BRIEF - Pull every line containing the word "COMPONENTS" from the records.

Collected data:
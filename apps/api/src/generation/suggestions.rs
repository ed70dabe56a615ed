//! Prompt suggestions for the generator's empty state.
//!
//! At most two LLM passes: a second pass with a different seed runs only if
//! the first yields fewer than `MIN_SUGGESTIONS` usable ideas. Whatever is
//! still missing is filled from fixed theme lists, so the endpoint always
//! answers even when the gateway is down.

use std::collections::HashSet;

use async_trait::async_trait;
use rand::Rng;
use serde::Deserialize;
use tracing::{info, warn};

use crate::generation::prompts::suggestions_prompt;
use crate::llm_client::prompts::JSON_ONLY_SYSTEM;
use crate::llm_client::{strip_json_fences, ChatMessage, CompletionOptions, LlmClient, LlmError};

pub const MIN_SUGGESTIONS: usize = 6;
pub const MAX_SUGGESTIONS: usize = 12;
const MAX_SUGGESTION_LEN: usize = 160;

const THEMES: &[&str] = &[
    "minimal",
    "glassmorphism",
    "neo-brutalist",
    "dark mode",
    "gradient",
    "retro terminal",
];

const COMPONENTS: &[&str] = &[
    "pricing table",
    "hero section",
    "login form",
    "analytics dashboard card",
    "testimonial carousel",
    "navigation bar",
    "feature grid",
    "newsletter footer",
];

const DETAILS: &[&str] = &[
    "with a monthly/yearly toggle",
    "with subtle hover animations",
    "with an accessible keyboard flow",
    "with skeleton loading states",
    "with responsive mobile layout",
];

/// Where suggestions come from. Seeded so a retry asks for a different sample.
#[async_trait]
pub trait SuggestionSource: Send + Sync {
    async fn fetch(&self, count: usize, seed: u64) -> Result<Vec<String>, LlmError>;
}

pub struct LlmSuggestionSource<'a> {
    pub llm: &'a LlmClient,
    pub model: &'a str,
}

#[derive(Deserialize)]
#[serde(untagged)]
enum SuggestionPayload {
    List(Vec<String>),
    Wrapped { suggestions: Vec<String> },
}

#[async_trait]
impl SuggestionSource for LlmSuggestionSource<'_> {
    async fn fetch(&self, count: usize, seed: u64) -> Result<Vec<String>, LlmError> {
        let messages = [
            ChatMessage::system(JSON_ONLY_SYSTEM),
            ChatMessage::user(suggestions_prompt(count)),
        ];
        let options = CompletionOptions {
            seed: Some(seed),
            temperature: Some(1.0),
        };
        let text = self.llm.complete(self.model, &messages, options).await?;
        parse_suggestions(&text)
    }
}

pub fn parse_suggestions(text: &str) -> Result<Vec<String>, LlmError> {
    let payload: SuggestionPayload = serde_json::from_str(strip_json_fences(text))?;
    Ok(match payload {
        SuggestionPayload::List(list) => list,
        SuggestionPayload::Wrapped { suggestions } => suggestions,
    })
}

/// Appends trimmed, non-empty, not-too-long, case-insensitively new items.
fn merge_unique(target: &mut Vec<String>, seen: &mut HashSet<String>, items: Vec<String>) {
    for item in items {
        let item = item.trim().trim_start_matches(['-', '*', ' ']).trim();
        if item.is_empty() || item.chars().count() > MAX_SUGGESTION_LEN {
            continue;
        }
        if seen.insert(item.to_lowercase()) {
            target.push(item.to_string());
        }
    }
}

/// Deterministic fallback: the `index`-th theme/component/detail combination.
pub fn fallback_suggestion(index: usize) -> String {
    let theme = THEMES[index % THEMES.len()];
    let component = COMPONENTS[index % COMPONENTS.len()];
    let detail = DETAILS[index % DETAILS.len()];
    format!("A {theme} {component} {detail}")
}

async fn fetch_logged(source: &dyn SuggestionSource, count: usize, seed: u64) -> Vec<String> {
    match source.fetch(count, seed).await {
        Ok(items) => items,
        Err(e) => {
            warn!("Suggestion pass with seed {seed} failed: {e}");
            Vec::new()
        }
    }
}

/// Produces exactly `count` suggestions (clamped to `MIN..=MAX`).
pub async fn generate_suggestions(
    source: &dyn SuggestionSource,
    count: usize,
    first_seed: u64,
    retry_seed: u64,
) -> Vec<String> {
    let count = count.clamp(MIN_SUGGESTIONS, MAX_SUGGESTIONS);
    let mut suggestions = Vec::with_capacity(count);
    let mut seen = HashSet::new();

    let first = fetch_logged(source, count, first_seed).await;
    merge_unique(&mut suggestions, &mut seen, first);

    if suggestions.len() < MIN_SUGGESTIONS {
        info!(
            "Only {} suggestions on first pass, retrying with a new seed",
            suggestions.len()
        );
        let second = fetch_logged(source, count, retry_seed).await;
        merge_unique(&mut suggestions, &mut seen, second);
    }

    let from_llm = suggestions.len().min(count);
    let mut index = 0;
    while suggestions.len() < count && index < THEMES.len() * COMPONENTS.len() {
        merge_unique(&mut suggestions, &mut seen, vec![fallback_suggestion(index)]);
        index += 1;
    }
    suggestions.truncate(count);

    info!(
        "Returning {} suggestions ({} from LLM, {} fallback)",
        suggestions.len(),
        from_llm,
        suggestions.len().saturating_sub(from_llm)
    );
    suggestions
}

/// Two distinct random seeds for the first pass and the retry.
pub fn random_seeds() -> (u64, u64) {
    let mut rng = rand::thread_rng();
    let first: u64 = rng.gen();
    let retry = first.wrapping_add(rng.gen_range(1..u64::MAX));
    (first, retry)
}

#[cfg(test)]
mod tests {
    use std::sync::Mutex;

    use super::*;

    struct ScriptedSource {
        responses: Mutex<Vec<Result<Vec<String>, LlmError>>>,
        seeds: Mutex<Vec<u64>>,
    }

    impl ScriptedSource {
        fn new(responses: Vec<Result<Vec<String>, LlmError>>) -> Self {
            Self {
                responses: Mutex::new(responses),
                seeds: Mutex::new(Vec::new()),
            }
        }

        fn seeds(&self) -> Vec<u64> {
            self.seeds.lock().unwrap().clone()
        }
    }

    #[async_trait]
    impl SuggestionSource for ScriptedSource {
        async fn fetch(&self, _count: usize, seed: u64) -> Result<Vec<String>, LlmError> {
            self.seeds.lock().unwrap().push(seed);
            let mut responses = self.responses.lock().unwrap();
            if responses.is_empty() {
                Ok(Vec::new())
            } else {
                responses.remove(0)
            }
        }
    }

    fn ideas(n: usize, prefix: &str) -> Vec<String> {
        (0..n).map(|i| format!("{prefix} idea {i}")).collect()
    }

    #[tokio::test]
    async fn test_no_retry_when_first_pass_suffices() {
        let source = ScriptedSource::new(vec![Ok(ideas(6, "a"))]);
        let result = generate_suggestions(&source, 6, 1, 2).await;
        assert_eq!(result, ideas(6, "a"));
        assert_eq!(source.seeds(), vec![1]);
    }

    #[tokio::test]
    async fn test_retry_with_different_seed_and_merge() {
        let source = ScriptedSource::new(vec![Ok(ideas(3, "a")), Ok(ideas(4, "b"))]);
        let result = generate_suggestions(&source, 6, 11, 22).await;
        assert_eq!(source.seeds(), vec![11, 22]);
        assert_eq!(result.len(), 6);
        assert_eq!(&result[..3], &ideas(3, "a")[..]);
        assert_eq!(result[3], "b idea 0");
    }

    #[tokio::test]
    async fn test_at_most_two_passes_then_fallback() {
        let source = ScriptedSource::new(vec![Ok(ideas(1, "a")), Ok(ideas(1, "a"))]);
        let result = generate_suggestions(&source, 6, 1, 2).await;
        assert_eq!(source.seeds().len(), 2);
        assert_eq!(result.len(), 6);
        assert_eq!(result[0], "a idea 0");
        assert_eq!(result[1], fallback_suggestion(0));
    }

    #[tokio::test]
    async fn test_gateway_failure_uses_fallback_only() {
        let source = ScriptedSource::new(vec![
            Err(LlmError::EmptyContent),
            Err(LlmError::EmptyContent),
        ]);
        let result = generate_suggestions(&source, 8, 1, 2).await;
        let expected: Vec<String> = (0..8).map(fallback_suggestion).collect();
        assert_eq!(result, expected);
    }

    #[tokio::test]
    async fn test_count_is_clamped() {
        let source = ScriptedSource::new(vec![Ok(ideas(20, "a"))]);
        assert_eq!(generate_suggestions(&source, 50, 1, 2).await.len(), MAX_SUGGESTIONS);
        let source = ScriptedSource::new(vec![Ok(ideas(20, "a"))]);
        assert_eq!(generate_suggestions(&source, 0, 1, 2).await.len(), MIN_SUGGESTIONS);
    }

    #[test]
    fn test_fallback_is_deterministic_and_distinct() {
        assert_eq!(fallback_suggestion(3), fallback_suggestion(3));
        let all: HashSet<String> = (0..MAX_SUGGESTIONS).map(fallback_suggestion).collect();
        assert_eq!(all.len(), MAX_SUGGESTIONS);
    }

    #[test]
    fn test_parse_suggestions_accepts_both_shapes() {
        assert_eq!(
            parse_suggestions("```json\n[\"a\", \"b\"]\n```").unwrap(),
            vec!["a", "b"]
        );
        assert_eq!(
            parse_suggestions(r#"{"suggestions": ["c"]}"#).unwrap(),
            vec!["c"]
        );
        assert!(parse_suggestions("not json").is_err());
    }

    #[test]
    fn test_merge_unique_filters_noise() {
        let mut target = Vec::new();
        let mut seen = HashSet::new();
        merge_unique(
            &mut target,
            &mut seen,
            vec![
                "- A hero".into(),
                "a hero".into(),
                "".into(),
                "x".repeat(200),
            ],
        );
        assert_eq!(target, vec!["A hero"]);
    }

    #[test]
    fn test_random_seeds_differ() {
        for _ in 0..100 {
            let (a, b) = random_seeds();
            assert_ne!(a, b);
        }
    }
}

RESULT FOR THIS TASK -
const COMPONENTS: &[&str] = &[
    let component = COMPONENTS[index % COMPONENTS.len()];
    while suggestions.len() < count && index < THEMES.len() * COMPONENTS.len() {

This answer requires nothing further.